Story By Owner: Barry Barnet
Every car, or in this case truck, has a story. More often than not it’s about a family member who had one and passed it along or didn’t. It’s a fish story about the one that got away. Finding that right old car or truck is as much about the hunt, the negotiations and bringing it home, as it is the restoration, customizing and or repair.
My truck story starts with my first job and the company I worked for. Home for me was Middle Sackville Nova Scotia and across the street was one of the largest road building companies in eastern Canada. Being a close neighbour, I was a shoe in for a summer job. I loved the work, the people I worked with and the company I worked for. Tidewater Construction had a fleet of pickup trucks that the workers used to get gear and employees to the job sites. The only requirements Tidewater had for their trucks were they had to be green, and they had to be Chevys; both were just fine with me. When the company sold off surplus trucks, they did it by a sealed bid process, that way it was fair for everyone. I bid on nearly every truck they had over a three year period, but never managed to snag one. These old trucks were usually well worn by the time they went to market, but in my mind they were beyond cool. Mostly step sides, always green and some were even three on the tree.

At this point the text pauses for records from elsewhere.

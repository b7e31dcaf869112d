//! # Checklist Sub-Statuses
//!
//! A [`StatutChecklist`] is the review state of one checklist tab: a
//! primary [`ChoixStatutChecklist`] plus a free-form `extra` map that
//! carries discriminators the enum alone does not capture (for example
//! `{"decision": "EN_DECISION"}` on the CDD decision tab).
//!
//! Assignment is full replacement. Setting a tab to a new
//! `StatutChecklist` discards the previous value entirely.

use std::collections::BTreeMap;

use serde::{Deserialize, Serialize};

osis_core::choix_enum! {
    /// Primary review state of a checklist tab.
    pub enum ChoixStatutChecklist {
        /// Not reviewed yet; data as entered by the candidate.
        InitialCandidat => "INITIAL_CANDIDAT",
        /// The tab does not apply to this proposition.
        InitialNonConcerne => "INITIAL_NON_CONCERNE",
        /// A manager is working on the tab.
        GestEnCours => "GEST_EN_COURS",
        /// The tab blocks the proposition.
        GestBlocage => "GEST_BLOCAGE",
        /// The tab will block later, after enrolment.
        GestBlocageUlterieur => "GEST_BLOCAGE_ULTERIEUR",
        /// Validated by a manager.
        GestReussite => "GEST_REUSSITE",
        /// Validated automatically.
        SystReussite => "SYST_REUSSITE",
    }
}

/// Key of the child identifier in a child status's `extra` map.
pub const CLE_IDENTIFIANT: &str = "identifiant";

/// Key of the authentication flag in an experience child's `extra` map.
pub const CLE_AUTHENTIFICATION: &str = "authentification";

/// Key of the authentication state in an experience child's `extra` map.
pub const CLE_ETAT_AUTHENTIFICATION: &str = "etat_authentification";

/// Persisted value of a positive authentication flag.
pub const AUTHENTIFICATION_OUI: &str = "1";

/// Persisted value of a negative authentication flag.
pub const AUTHENTIFICATION_NON: &str = "0";

/// Review state of one checklist tab, or of one child of a tab.
#[derive(Debug, Clone, PartialEq, Eq, Serialize, Deserialize)]
pub struct StatutChecklist {
    /// Display label of the state.
    #[serde(default)]
    pub libelle: String,
    /// Primary review state.
    pub statut: ChoixStatutChecklist,
    /// Per-item sub-statuses (one per curriculum experience on the
    /// prior-studies tab).
    #[serde(default)]
    pub enfants: Vec<StatutChecklist>,
    /// Secondary discriminators. Values are strings; booleans are stored
    /// as `"1"` / `"0"`.
    #[serde(default)]
    pub extra: BTreeMap<String, String>,
}

impl StatutChecklist {
    /// A childless status with no extra data.
    pub fn new(statut: ChoixStatutChecklist, libelle: impl Into<String>) -> Self {
        Self {
            libelle: libelle.into(),
            statut,
            enfants: Vec::new(),
            extra: BTreeMap::new(),
        }
    }

    /// Builder: add one `extra` entry.
    pub fn avec_extra(mut self, cle: impl Into<String>, valeur: impl Into<String>) -> Self {
        self.extra.insert(cle.into(), valeur.into());
        self
    }

    /// Read one `extra` entry.
    pub fn extra(&self, cle: &str) -> Option<&str> {
        self.extra.get(cle).map(String::as_str)
    }

    /// The child identifier stored in `extra`, if any.
    pub fn identifiant(&self) -> Option<&str> {
        self.extra(CLE_IDENTIFIANT)
    }

    /// Set or clear the string-encoded authentication flag.
    ///
    /// `Some(true)` stores `"1"`, `Some(false)` stores `"0"`, `None`
    /// removes the key.
    pub fn definir_authentification(&mut self, authentification: Option<bool>) {
        match authentification {
            Some(true) => {
                self.extra
                    .insert(CLE_AUTHENTIFICATION.to_string(), AUTHENTIFICATION_OUI.to_string());
            }
            Some(false) => {
                self.extra
                    .insert(CLE_AUTHENTIFICATION.to_string(), AUTHENTIFICATION_NON.to_string());
            }
            None => {
                self.extra.remove(CLE_AUTHENTIFICATION);
            }
        }
    }

    /// Decode the authentication flag. Any value other than `"1"`/`"0"`
    /// reads as absent.
    pub fn authentification(&self) -> Option<bool> {
        match self.extra(CLE_AUTHENTIFICATION) {
            Some(AUTHENTIFICATION_OUI) => Some(true),
            Some(AUTHENTIFICATION_NON) => Some(false),
            _ => None,
        }
    }
}

#[cfg(test)]
mod tests {
    use super::*;

    #[test]
    fn test_avec_extra_accumulates() {
        let statut = StatutChecklist::new(ChoixStatutChecklist::GestBlocage, "Closed")
            .avec_extra("decision", "CLOTURE")
            .avec_extra("motif", "x");
        assert_eq!(statut.extra("decision"), Some("CLOTURE"));
        assert_eq!(statut.extra("motif"), Some("x"));
        assert_eq!(statut.extra("absent"), None);
    }

    // ── Authentication flag encoding ─────────────────────────────────

    #[test]
    fn test_authentification_is_string_encoded() {
        let mut statut = StatutChecklist::new(ChoixStatutChecklist::GestEnCours, "");

        statut.definir_authentification(Some(true));
        assert_eq!(statut.extra(CLE_AUTHENTIFICATION), Some("1"));
        assert_eq!(statut.authentification(), Some(true));

        statut.definir_authentification(Some(false));
        assert_eq!(statut.extra(CLE_AUTHENTIFICATION), Some("0"));
        assert_eq!(statut.authentification(), Some(false));

        statut.definir_authentification(None);
        assert!(!statut.extra.contains_key(CLE_AUTHENTIFICATION));
        assert_eq!(statut.authentification(), None);
    }

    #[test]
    fn test_unknown_authentification_value_reads_as_absent() {
        let statut = StatutChecklist::new(ChoixStatutChecklist::GestEnCours, "")
            .avec_extra(CLE_AUTHENTIFICATION, "true");
        assert_eq!(statut.authentification(), None);
    }

    // ── Serde ────────────────────────────────────────────────────────

    #[test]
    fn test_deserialize_with_missing_optional_fields() {
        let statut: StatutChecklist =
            serde_json::from_str(r#"{"statut": "GEST_REUSSITE"}"#).unwrap();
        assert_eq!(statut.statut, ChoixStatutChecklist::GestReussite);
        assert!(statut.libelle.is_empty());
        assert!(statut.enfants.is_empty());
        assert!(statut.extra.is_empty());
    }

    #[test]
    fn test_serialize_keeps_string_flags() {
        let mut statut = StatutChecklist::new(ChoixStatutChecklist::GestEnCours, "Authentication");
        statut.definir_authentification(Some(true));
        let json = serde_json::to_value(&statut).unwrap();
        assert_eq!(json["statut"], "GEST_EN_COURS");
        assert_eq!(json["extra"]["authentification"], "1");
    }
}
//! # Use Cases
//!
//! Each use case loads one proposition, gathers what its transition needs
//! from the collaborators, calls exactly one aggregate method, saves, and
//! only then fires side effects (certificate, notification, history).
//!
//! ## Failure Handling
//!
//! - A missing proposition or doctorate is a [`TransitionError::NonTrouve`].
//! - A rejected transition is logged at `warn` and returned unchanged;
//!   nothing is saved.
//! - A failing save is returned as [`ServiceError::Port`].
//! - Side effects run after the save. Their failures are logged and do
//!   not undo the transition.

use std::collections::BTreeMap;

use chrono::{Duration, NaiveDate};
use thiserror::Error;

use osis_checklist::ChoixStatutChecklist;
use osis_core::{AdmissionConfig, FormationIdentity, PropositionIdentity, Timestamp};

use crate::enums::{
    ChoixTypeAdmission, DerogationFinancement, SituationFinancabilite, TypeCertificat, TypeDemande,
    TypeGestionnaire,
};
use crate::exceptions::{PropositionError, TransitionError};
use crate::ports::{
    AnneeAcademiqueRepository, DoctoratTranslator, EmplacementsDocumentsTranslator, Evenement,
    Historique, Notification, PdfGeneration, PortError, ProfilCandidatTranslator,
    PropositionRepository, TitreAccesSelectionnableRepository,
};
use crate::proposition::{
    ContexteApprobationSic, DonneesCompletion, InformationsAcceptation, NouvelleProposition,
    Proposition, Soumission,
};
use crate::valeurs::MotifRefusIdentity;

/// Why a use case did not complete.
#[derive(Error, Debug)]
pub enum ServiceError {
    /// A business rule was broken or an entity is missing.
    #[error(transparent)]
    Transition(#[from] TransitionError),

    /// A collaborator failed.
    #[error(transparent)]
    Port(#[from] PortError),
}

impl ServiceError {
    /// The business failure, if this is one.
    pub fn transition(&self) -> Option<&TransitionError> {
        match self {
            Self::Transition(e) => Some(e),
            Self::Port(_) => None,
        }
    }
}

impl From<PropositionError> for ServiceError {
    fn from(e: PropositionError) -> Self {
        Self::Transition(TransitionError::NonTrouve(e))
    }
}

/// Deadline of a document request made on `aujourdhui`: the configured
/// delay, but never past the end of the current academic year.
pub fn echeance_reclamation_documents(
    aujourdhui: NaiveDate,
    delai_jours: u32,
    annees: &dyn AnneeAcademiqueRepository,
) -> NaiveDate {
    let echeance = aujourdhui + Duration::days(i64::from(delai_jours));
    match annees.annee_contenant(aujourdhui) {
        Some(annee) => echeance.min(annee.fin),
        None => echeance,
    }
}

fn rejet(operation: &'static str, entity_id: &PropositionIdentity, erreur: TransitionError) -> ServiceError {
    tracing::warn!(
        proposition = %entity_id,
        operation,
        codes = ?erreur.status_codes(),
        "transition rejected"
    );
    ServiceError::Transition(erreur)
}

// ─── Commands ────────────────────────────────────────────────────────

#[derive(Debug, Clone)]
pub struct InitierPropositionCommand {
    pub matricule_candidat: String,
    pub sigle_formation: String,
    pub annee_formation: i32,
    pub type_admission: ChoixTypeAdmission,
    pub justification: Option<String>,
    pub commission_proximite: Option<String>,
}

#[derive(Debug, Clone)]
pub struct SoumettrePropositionCommand {
    pub uuid_proposition: PropositionIdentity,
    pub annee: i32,
    pub type_demande: TypeDemande,
    pub pot_calcule: Option<String>,
    pub elements_confirmation: BTreeMap<String, String>,
}
//! Runtime configuration.
//!
//! Loaded from environment variables with defaults, or built explicitly
//! for tests.

use std::path::PathBuf;

/// Output format of log events.
#[derive(Debug, Clone, Copy, PartialEq, Eq)]
pub enum LogFormat {
    /// Human-readable lines.
    Text,
    /// One JSON object per event.
    Json,
}

/// Configuration shared by the use-case layer and the CLI.
#[derive(Debug, Clone, PartialEq, Eq)]
pub struct AdmissionConfig {
    /// Directory holding one JSON file per proposition.
    pub state_dir: PathBuf,
    /// Log output format.
    pub log_format: LogFormat,
    /// Days given to a candidate to return requested documents.
    pub delai_reclamation_documents_jours: u32,
}

impl Default for AdmissionConfig {
    fn default() -> Self {
        Self {
            state_dir: PathBuf::from(".osis").join("propositions"),
            log_format: LogFormat::Text,
            delai_reclamation_documents_jours: DEFAULT_DELAI_RECLAMATION_JOURS,
        }
    }
}

const DEFAULT_DELAI_RECLAMATION_JOURS: u32 = 15;
const MAX_DELAI_RECLAMATION_JOURS: u32 = 365;

impl AdmissionConfig {
    /// Load configuration from environment variables.
    ///
    /// Variables:
    /// - `OSIS_STATE_DIR` (default: `.osis/propositions`)
    /// - `OSIS_LOG_FORMAT`: `text` or `json` (default: `text`)
    /// - `OSIS_DELAI_RECLAMATION_DOCUMENTS_JOURS`: 1..=365 (default: 15)
    pub fn from_env() -> Result<Self, ConfigError> {
        Self::from_lookup(|var| std::env::var(var).ok())
    }

    /// Build configuration from an arbitrary variable lookup.
    pub fn from_lookup<F>(lookup: F) -> Result<Self, ConfigError>
    where
        F: Fn(&str) -> Option<String>,
    {
        let defaults = Self::default();

        let state_dir = lookup("OSIS_STATE_DIR")
            .filter(|s| !s.trim().is_empty())
            .map(PathBuf::from)
            .unwrap_or(defaults.state_dir);

        let log_format = match lookup("OSIS_LOG_FORMAT").as_deref() {
            None | Some("") | Some("text") => LogFormat::Text,
            Some("json") => LogFormat::Json,
            Some(other) => return Err(ConfigError::InvalidLogFormat(other.to_string())),
        };

        let delai_reclamation_documents_jours = match lookup("OSIS_DELAI_RECLAMATION_DOCUMENTS_JOURS") {
            None => defaults.delai_reclamation_documents_jours,
            Some(raw) => {
                let jours: u32 = raw
                    .trim()
                    .parse()
                    .map_err(|_| ConfigError::InvalidDelai(raw.clone()))?;
                if jours == 0 || jours > MAX_DELAI_RECLAMATION_JOURS {
                    return Err(ConfigError::InvalidDelai(raw));
                }
                jours
            }
        };

        Ok(Self {
            state_dir,
            log_format,
            delai_reclamation_documents_jours,
        })
    }
}

/// Configuration errors.
#[derive(Debug, thiserror::Error)]
pub enum ConfigError {
    #[error("OSIS_LOG_FORMAT must be `text` or `json`, got {0:?}")]
    InvalidLogFormat(String),
    #[error("OSIS_DELAI_RECLAMATION_DOCUMENTS_JOURS must be a number of days between 1 and 365, got {0:?}")]
    InvalidDelai(String),
}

Time went on, my interest and focus shifted and over the years I bought and sold many cars. Some were cool drivers and others just basic transportation. I always hoped someday I would buy and customize a 67-72 C/10 step side. I kept my eye on classifieds and every time I traveled, I would do a hard look for something on the market. On occasion I would come across a step side Chevy, but usually it was not for sale or I just didn’t have the money. I even did a look while in California a few years back with no success.
In recent years I purchased, completed and sold a number of old cars, but no C/10 Chevy pickups. I would pass the word around, with little response. I even posted a want ad on a social media site. After having sold a pretty cool, custom, 1960 Chevy Impala for considerably more than expected at Barrett Jackson in Connecticut I started looking a little harder. One of my daily routines is a trip to Tim Hortons and coffee with a regular crowd. One of the regulars asked me one day if I was still looking for a project truck. I was quick to say yes and within minutes I was in his garage looking at just what I wanted. It was a mostly disassembled, southern 1968 Chevy C/10 that was nearly rust free and exactly the truck I was looking for. This was the one that always seemed to get away, and could quench my yearning to own the truck that I pined after for decades, starting as a teenage truck nut. We reached a fair deal and the next challenge was getting all the parts and pieces home and explaining it to my very patient, but practical wife. She was a truck girl and I knew in time she would grow to appreciate it as much as I did.
Six trips in the back of my pickup truck and a flatbed wrecker from A-1 Towing for the big parts and the fun begins. Like past projects I relied heavily on a great group of friends and family along with some very talented local companies like Jody Noble Interiors, Todd Fowler painting, CK Signs, Spencer for Hire, and Nova Automotive. We started by pulling the truck completely apart, making a detailed to do list, and ordering parts. Assembly was a Thursday night thing with me and my buddies from November 2016 to July 2017, with plenty of weekends thrown in for good measure. The goal was to get the truck 95% complete and drivable in time for the 2017 Atlantic Nationals. Although we achieved the goal by midnight on Thursday before the show for safety reasons we decided to trailer the first trip and work out the bugs later. The reaction was great, people shared their personal C-10 stories, they seemed to really like the House of Kolor custom green paint and we managed to bring home some Atlantic Nationals hardware for our winter long effort.
Like every project I have undertaken it has been a collaboration and team effort. In addition to the earlier mentions of local, talented companies, I am also blessed with great help from great friends. So thank you to the three Ricks, Grant, Corey, Paul, Malcolm, Wayne, Ed, Ron and others.
One more thank you - to my ever patient wife Edna. She’s a keeper, and so is the old truck.